Senior Department of Energy officials will defend their fiscal year 2024 budget requests before Senate appropriators on Wednesday.
Deputy Secretary of Energy David Turk will be joined by National Nuclear Security Administration head Jill Hruby to testify before the Senate Appropriations energy and water development subcommittee.
The hearing is scheduled for 10 a.m. in Dirksen Senate Office Building room 192 and will be streamed live on the committee’s website.
The Biden administration’s funding request for the fiscal year beginning Oct. 1 includes $52 billion for the Department of Energy in 2024, about 13.5% more than the 2023 appropriations Congress provided in December in an omnibus spending bill.

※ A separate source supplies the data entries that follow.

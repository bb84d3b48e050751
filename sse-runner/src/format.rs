//! Output-line formatting for the three places the Runner renders a value:
//! direct evaluation, a successful sample, and loop exhaustion.

use sse_core::Value;

/// `lhs = repr(value)`, with an optional ` # sampled`/` # fallback` marker
/// appended. Used for both the non-LM direct-write line and a successful
/// sample.
pub fn render_assignment(lhs: &str, value: &Value, marker: Option<&str>) -> String {
    let mut line = format!("{lhs} = {}", value.render());
    if let Some(marker) = marker {
        line.push(' ');
        line.push_str(marker);
    }
    line
}

/// The loop-exhaustion fallback line: same as [`render_assignment`], except
/// a string value is single-quoted rather than double-quoted — a literal
/// quirk of `run_formula`'s final fallback branch, preserved exactly.
pub fn render_exhaustion(lhs: &str, value: &Value, marker: &str) -> String {
    let rendered = match value {
        Value::Str(s) => format!("'{s}'"),
        other => other.render(),
    };
    format!("{lhs} = {rendered} {marker}")
}

#[cfg(test)]
mod tests {
    use super::*;

    #[test]
    fn render_assignment_quotes_strings_and_appends_marker() {
        let line = render_assignment("mood", &Value::Str("glad".into()), Some("# sampled"));
        assert_eq!(line, "mood = \"glad\" # sampled");
    }

    #[test]
    fn render_assignment_without_marker_for_direct_writes() {
        let line = render_assignment("world_time", &Value::Int(3), None);
        assert_eq!(line, "world_time = 3");
    }

    #[test]
    fn render_exhaustion_single_quotes_strings() {
        let line = render_exhaustion("mood", &Value::Str("glad".into()), "# sampled");
        assert_eq!(line, "mood = 'glad' # sampled");
    }

    #[test]
    fn render_exhaustion_leaves_numbers_bare() {
        let line = render_exhaustion("count", &Value::Int(3), "# sampled");
        assert_eq!(line, "count = 3 # sampled");
    }
}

DOE’s nuclear weapons and nuclear-waste cleanup programs make up the single largest part of the agency’s budget.
For nuclear weapons programs at the agency’s semiautonomous National Nuclear Security Administration (NNSA) the White House seeks $23.8 billion for 2024, up about $1.5 billion from 2023.
The NNSA would be the only part of the DOE nuclear portfolio to get a raise if Biden’s proposed budget, which House Republicans have already criticized in stark terms, becomes law.
DOE’s Office of Environmental Management, which cleans up shuttered nuclear-weapons production sites, would stay flat under the 2024 request. The request contains a record $3 billion or so in annual funding for cleanup of plutonium production infrastructure at the Hanford Site in Washington state, about $300 million more than last year.
Meanwhile, funding for DOE’s Office of Nuclear Energy, which includes programs intended to help with civilian nuclear-waste management, would drop more than 10% under the request to $1.56 billion in fiscal year 2024.